Perfect Harmony

18 April 2012 | 12:17 pm | Sam Fell

Local band Saint Jude bonded over music with harmonies, Brooke Penrose tells Samuel J Fell.

It's not too often a record drops that grabs you just right, doesn't require any growing time, ticks all the right boxes and has you hankering for more as soon as the last notes have died away.  Melbourne quintet Saint Jude, after a gestation period of more than a year, have released one such album for me, their self-titled debut no less, and this is one which is destined to stick around in the ol' CD player for quite some time to come.

Born of southern-fried rock'n'soul, Saint Jude harks back to a time when the power of a band behind some good old-fashioned country rock harmonising was the key – think The Band, Little Feat, perhaps a dash of Drive-By Truckers in there (minus a guitar or two) and you've got what these cats have been cooking for the past 12 months, a record which sees the light of day this week.

Saint Jude are a relatively new entity too, the story beginning a couple of years ago when vocalist and rhythm guitarist Brooke Penrose and drummer Bill Deeble – who also act as the rhythm section for fellow Melbourne purveyors, Little John – were on the lookout for something new. “We actually met through our exes, we were both dating architects,” laughs Penrose on the origins of the group.

“We both had a shared interest of music with harmonies, of music with, well, it's kinda hard to describe, but we had a shared interest in music,” he goes on. “So we started playing together a couple of years ago and started doing some home recording and started to build it up, which was when we both joined Little John. So we've been honing our skills through that, and then we started recruiting [for Saint Jude].”

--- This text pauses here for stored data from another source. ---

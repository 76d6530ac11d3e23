//! Depth-bounded minimax with alpha-beta pruning.
//!
//! Player Two maximizes, Player One minimizes. Every child is searched on its
//! own copy of the board, so sibling branches never observe each other and
//! the result does not depend on evaluation order. Columns are tried in
//! ascending order and only a strictly better score replaces the current
//! best, so ties go to the lowest column.

use log::debug;

use crate::game::{Board, Player};

use super::agent::Agent;
use super::heuristic::{Heuristic, WindowHeuristic};

/// Search depth of the hard difficulty, in plies.
pub const DEFAULT_DEPTH: usize = 5;

/// Counters collected during one search. They never affect the result.
#[derive(Debug, Clone, Copy, Default, PartialEq, Eq)]
pub struct SearchStats {
    pub nodes: u64,
    pub cutoffs: u64,
}

/// Outcome of a search: the backed-up score and the recommended column.
///
/// `column` is `None` when the searched position is itself a cutoff
/// (depth 0, no open column, or a line of four already on the board).
#[derive(Debug, Clone, Copy, PartialEq, Eq)]
pub struct SearchResult {
    pub score: i32,
    pub column: Option<usize>,
    pub stats: SearchStats,
}

/// Search `board` with the default window heuristic.
pub fn minimax(
    board: Board,
    depth: usize,
    alpha: i32,
    beta: i32,
    maximizing: bool,
) -> SearchResult {
    minimax_with(&WindowHeuristic, board, depth, alpha, beta, maximizing)
}

/// Search `board` with a caller-supplied heuristic.
pub fn minimax_with<H: Heuristic + ?Sized>(
    heuristic: &H,
    board: Board,
    depth: usize,
    alpha: i32,
    beta: i32,
    maximizing: bool,
) -> SearchResult {
    let mut stats = SearchStats::default();
    let (score, column) = search(heuristic, board, depth, alpha, beta, maximizing, &mut stats);
    SearchResult {
        score,
        column,
        stats,
    }
}

/// A node is a leaf at depth 0, on a full board, or once either player has
/// a line. The node has no last-move context, so the line check is exhaustive.
fn is_cutoff(board: &Board, depth: usize) -> bool {
    depth == 0
        || board.is_full()
        || board.has_winning_line(Player::One)
        || board.has_winning_line(Player::Two)
}

fn search<H: Heuristic + ?Sized>(
    heuristic: &H,
    board: Board,
    depth: usize,
    mut alpha: i32,
    mut beta: i32,
    maximizing: bool,
    stats: &mut SearchStats,
) -> (i32, Option<usize>) {
    stats.nodes += 1;

    if is_cutoff(&board, depth) {
        return (heuristic.evaluate(&board), None);
    }

    let mover = if maximizing { Player::Two } else { Player::One };
    let mut best_score = if maximizing { i32::MIN } else { i32::MAX };
    let mut best_move = None;

    for col in board.legal_columns() {
        let Ok((child, _)) = board.with_move(col, mover) else {
            continue;
        };
        let (score, _) = search(heuristic, child, depth - 1, alpha, beta, !maximizing, stats);

        if maximizing {
            if score > best_score {
                best_score = score;
                best_move = Some(col);
            }
            alpha = alpha.max(score);
        } else {
            if score < best_score {
                best_score = score;
                best_move = Some(col);
            }
            beta = beta.min(score);
        }

        if beta <= alpha {
            stats.cutoffs += 1;
            break;
        }
    }

    (best_score, best_move)
}

/// Full-depth minimax agent (the hard difficulty).
pub struct MinimaxAgent {
    depth: usize,
    heuristic: WindowHeuristic,
}

impl MinimaxAgent {
    pub fn new(depth: usize) -> Self {
        MinimaxAgent {
            depth: depth.max(1),
            heuristic: WindowHeuristic,
        }
    }

    pub fn depth(&self) -> usize {
        self.depth
    }
}

impl Default for MinimaxAgent {
    fn default() -> Self {
        Self::new(DEFAULT_DEPTH)
    }
}

impl Agent for MinimaxAgent {
    fn select_column(&mut self, board: &Board, player: Player) -> Option<usize> {
        let maximizing = player == Player::Two;
        let result = minimax_with(
            &self.heuristic,
            *board,
            self.depth,
            i32::MIN,
            i32::MAX,
            maximizing,
        );
        debug!(
            "minimax depth {} for {}: column {:?}, score {}, {} nodes, {} cutoffs",
            self.depth,
            player.name(),
            result.column,
            result.score,
            result.stats.nodes,
            result.stats.cutoffs
        );
        result.column
    }

    fn name(&self) -> &str {
        "Minimax"
    }
}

Don't miss a beat with our FREE daily newsletter

As a duo, Penrose and Deeble released what's become known as The Mountain EP (officially unnamed, but so known because, “it has a mountain on the front cover,” laughs Penrose) in 2009, before recruiting, as he says, a crack band around them, all five of these players coming together in the studio over the past year. “We were a recording band before we were a live band,” says Penrose, and what a recording band – it seems they locked in tight almost straight away.

“It was over the recording process [that we locked in],” he concurs. “Bill and I had laid down a couple of tracks and then Ryan [McCarthy, lead guitar] came on board and started making it a bit more jangly and a bit more riff-driven. And then Bern [McMahon, keys] came on board, he's just the most fantastic keyboard player, he added these tones and things that just really lifted the whole thing. And then Mick [Stylianou, bass] has just got this great vibe and a great kinda boppy bass playing style. So as we were recording, it all just started to come together, and then we started rehearsing it, it was like, this is easy, this is just what we wanted it to sound like.”

The results are, as I've alluded to, a great effort for a band who had not played live together prior to recording, everything gelling into this big-sounding, four-part harmonising, country-tinged rockin' beast – just how Penrose and Deeble originally pictured it.

“I had this sound in my head, this kinda country/rock'n'roll sorta soul sound, and it developed from there with the addition of [the guys], but it's definitely what we had in mind, that kinda Faces thing where you've got the perfect band of guitar, keys, bass and drums and vocals,” he says. “And I always think of this band as a pop band, we're making pop music… sing-along music, it's about the song and the way that we play it.”